A little after 8 p.m. tonight, scores of people holding candles and representing a cross section of society gathered around the flag pole in front of the Fullerton City Hall.
They chanted "Justice for Kelly!"
That would be Kelly Thomas, a 37-year-old homeless man who was beaten to death by six Fullerton police officers earlier this month.
Local TV news reporters milled through the crowd as cars zipped by on Commonwealth Avenue honking loudly in support of the quiet protest against police brutality.
It was a relatively subdued continuation of this morning's protest
that attracted hundreds of outraged local citizens. During tonight's vigil, Ron Thomas
--the victim's father and a former Orange County Sheriff's deputy--stood inside a massive human circle and announced he would return Tuesday night for Fullerton's City Council meeting.

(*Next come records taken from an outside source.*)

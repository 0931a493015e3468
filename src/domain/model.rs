use crate::utils::error::{RegistryError, Result};
use serde::{Deserialize, Serialize};
use std::collections::BTreeMap;
use std::fmt;
use std::io::{self, Write};

/// Seed data for one course, as it appears in a catalog.
#[derive(Debug, Clone, PartialEq, Eq, Serialize, Deserialize)]
pub struct CourseRecord {
    pub code: String,
    pub title: String,
    pub description: String,
    pub capacity: usize,
    pub schedule: String,
}

/// Seed data for one student.
#[derive(Debug, Clone, PartialEq, Eq, Serialize, Deserialize)]
pub struct StudentRecord {
    pub id: String,
    pub name: String,
}

/// A course offering. Keeps the ids of its enrolled students in enrollment order.
#[derive(Debug, Clone)]
pub struct Course {
    code: String,
    title: String,
    description: String,
    capacity: usize,
    schedule: String,
    enrolled: Vec<String>,
}

impl Course {
    pub fn new(
        code: impl Into<String>,
        title: impl Into<String>,
        description: impl Into<String>,
        capacity: usize,
        schedule: impl Into<String>,
    ) -> Self {
        Self {
            code: code.into(),
            title: title.into(),
            description: description.into(),
            capacity,
            schedule: schedule.into(),
            enrolled: Vec::new(),
        }
    }

    pub fn code(&self) -> &str {
        &self.code
    }

    pub fn title(&self) -> &str {
        &self.title
    }

    pub fn description(&self) -> &str {
        &self.description
    }

    pub fn capacity(&self) -> usize {
        self.capacity
    }

    pub fn schedule(&self) -> &str {
        &self.schedule
    }

    pub fn enrolled(&self) -> &[String] {
        &self.enrolled
    }

    pub fn enrolled_count(&self) -> usize {
        self.enrolled.len()
    }

    pub fn available_slots(&self) -> usize {
        self.capacity.saturating_sub(self.enrolled.len())
    }

    pub fn is_full(&self) -> bool {
        self.enrolled.len() >= self.capacity
    }

    /// Adds the student if a seat is free. Duplicates are the caller's concern.
    pub fn enroll(&mut self, student_id: &str) -> bool {
        if self.is_full() {
            return false;
        }
        self.enrolled.push(student_id.to_string());
        true
    }

    pub fn drop(&mut self, student_id: &str) -> bool {
        match self.enrolled.iter().position(|id| id == student_id) {
            Some(index) => {
                self.enrolled.remove(index);
                true
            }
            None => false,
        }
    }

    pub fn display_details(&self, out: &mut impl Write) -> io::Result<()> {
        write!(out, "{}", self)
    }
}

impl From<&CourseRecord> for Course {
    fn from(record: &CourseRecord) -> Self {
        Course::new(
            record.code.clone(),
            record.title.clone(),
            record.description.clone(),
            record.capacity,
            record.schedule.clone(),
        )
    }
}

impl fmt::Display for Course {
    fn fmt(&self, f: &mut fmt::Formatter<'_>) -> fmt::Result {
        writeln!(f, "Course Code: {}", self.code)?;
        writeln!(f, "Title: {}", self.title)?;
        writeln!(f, "Description: {}", self.description)?;
        writeln!(f, "Capacity: {}", self.capacity)?;
        writeln!(f, "Schedule: {}", self.schedule)?;
        writeln!(f, "Available Slots: {}", self.available_slots())
    }
}

/// A student. Holds course codes rather than courses so the two sides never own each other.
#[derive(Debug, Clone)]
pub struct Student {
    id: String,
    name: String,
    registered: Vec<String>,
}

impl Student {
    pub fn new(id: impl Into<String>, name: impl Into<String>) -> Self {
        Self {
            id: id.into(),
            name: name.into(),
            registered: Vec::new(),
        }
    }

    pub fn id(&self) -> &str {
        &self.id
    }

    pub fn name(&self) -> &str {
        &self.name
    }

    pub fn registered_courses(&self) -> &[String] {
        &self.registered
    }

    pub fn is_registered(&self, code: &str) -> bool {
        self.registered.iter().any(|c| c == code)
    }

    /// Membership is checked before the course is touched, so a repeat
    /// registration never takes a seat.
    pub fn register_course(&mut self, course: &mut Course) -> Result<()> {
        if self.is_registered(course.code()) {
            return Err(RegistryError::DuplicateRegistration {
                student_id: self.id.clone(),
                code: course.code().to_string(),
            });
        }
        if !course.enroll(&self.id) {
            return Err(RegistryError::CapacityExceeded {
                code: course.code().to_string(),
                capacity: course.capacity(),
            });
        }
        self.registered.push(course.code().to_string());
        Ok(())
    }

    pub fn drop_course(&mut self, course: &mut Course) -> Result<()> {
        if !self.is_registered(course.code()) || !course.drop(&self.id) {
            return Err(RegistryError::NotRegistered {
                student_id: self.id.clone(),
                code: course.code().to_string(),
            });
        }
        self.registered.retain(|c| c != course.code());
        Ok(())
    }

    /// Prints the header then every registered course, in registration order.
    pub fn display_registered_courses(
        &self,
        courses: &BTreeMap<String, Course>,
        out: &mut impl Write,
    ) -> io::Result<()> {
        writeln!(out, "Registered Courses for {} (ID: {}):", self.name, self.id)?;
        for course in self.registered.iter().filter_map(|code| courses.get(code)) {
            course.display_details(out)?;
            writeln!(out)?;
        }
        Ok(())
    }
}

impl From<&StudentRecord> for Student {
    fn from(record: &StudentRecord) -> Self {
        Student::new(record.id.clone(), record.name.clone())
    }
}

"I'm inviting all of you to come," he said. "I think we have something to say."
Thoma says city officials have verbally bullied him to keep quiet in the aftermath of the killing.
Among those in the crowd were teenagers holding signs, area homeless as well as Orange County's more affluent residents. Yorba Linda resident Jon Hansen said he was online this afternoon when he learned a vigil was planned. "I saw the terrible picture his father had taken in the hospital. That's murder. And I'm not the protesting type, but I told my wife, we gotta go."

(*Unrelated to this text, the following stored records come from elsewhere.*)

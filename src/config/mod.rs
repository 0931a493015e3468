pub mod catalog;
#[cfg(feature = "cli")]
pub mod cli;

pub use catalog::CatalogConfig;
#[cfg(feature = "cli")]
pub use cli::CliConfig;
use anyhow::Context;
use clap::Parser;
use course_registry::utils::{logger, validation::Validate};
use course_registry::{CatalogConfig, CliConfig, MenuSession, Registry, RegistryError};

fn load_registry(config: &CliConfig) -> Result<Registry, RegistryError> {
    let catalog = match &config.catalog {
        Some(path) => {
            tracing::info!("📁 Loading catalog from: {}", path);
            CatalogConfig::from_file(path)?
        }
        None => CatalogConfig::sample(),
    };
    catalog.validate()?;
    Registry::from_catalog(&catalog)
}

fn main() -> anyhow::Result<()> {
    let config = CliConfig::parse();

    logger::init_cli_logger(config.verbose);
    tracing::debug!("CLI config: {:?}", config);

    if let Err(e) = config.validate() {
        tracing::error!("❌ Configuration validation failed: {}", e);
        eprintln!("❌ {}", e.user_friendly_message());
        std::process::exit(1);
    }

    let registry = match load_registry(&config) {
        Ok(registry) => registry,
        Err(e) => {
            tracing::error!("❌ Failed to load catalog: {}", e);
            eprintln!("❌ {}", e.user_friendly_message());
            eprintln!("💡 {}", e.recovery_suggestion());
            std::process::exit(1);
        }
    };

    let stdin = std::io::stdin();
    let stdout = std::io::stdout();
    let session = MenuSession::new(registry, stdin.lock(), stdout.lock());
    let registry = session.run().context("console session failed")?;

    tracing::debug!(
        "Session ended with {} registrations",
        registry
            .students()
            .map(|s| s.registered_courses().len())
            .sum::<usize>()
    );
    Ok(())
}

Larry Williams, who is homeless, spoke of Thomas, the red-headed transient he saw around Fullerton. Williams declared, "This isn't about hating all cops. It's about six cops going to jail for murdering a 37-year-old man."
Joan Schawula said she supported the protest, though she doesn't describe herself as anti-cop. "I just think the homeless should be better taken care of. I'm not anti-police, but they should practice a little more tolerance with these people," said Schawula.
As the vigil continued with people chanting around the flag pole, Williams and 40-year-old Jeff Levine stood by the nearby bus bench. Levine said he lived on Fullerton's streets for 20 years and knew Thomas. While he said he never had any encounters with Fullerton cops that rivaled what Thomas experienced, he wondered how things ended the way they did. "The police said he was big guy. [The victim weighed about 135 pounds.] But I'm not buying that. He may have worn baggy clothes but you can he tell he wasn't a big guy."
Levine looked up at the crowd of candle holders and mused, "If it were up to me, I'd have a bonfire under that pole."
"[The cops] would really hate us then," Williams replied.
Said Levine, "Who cares? They already do."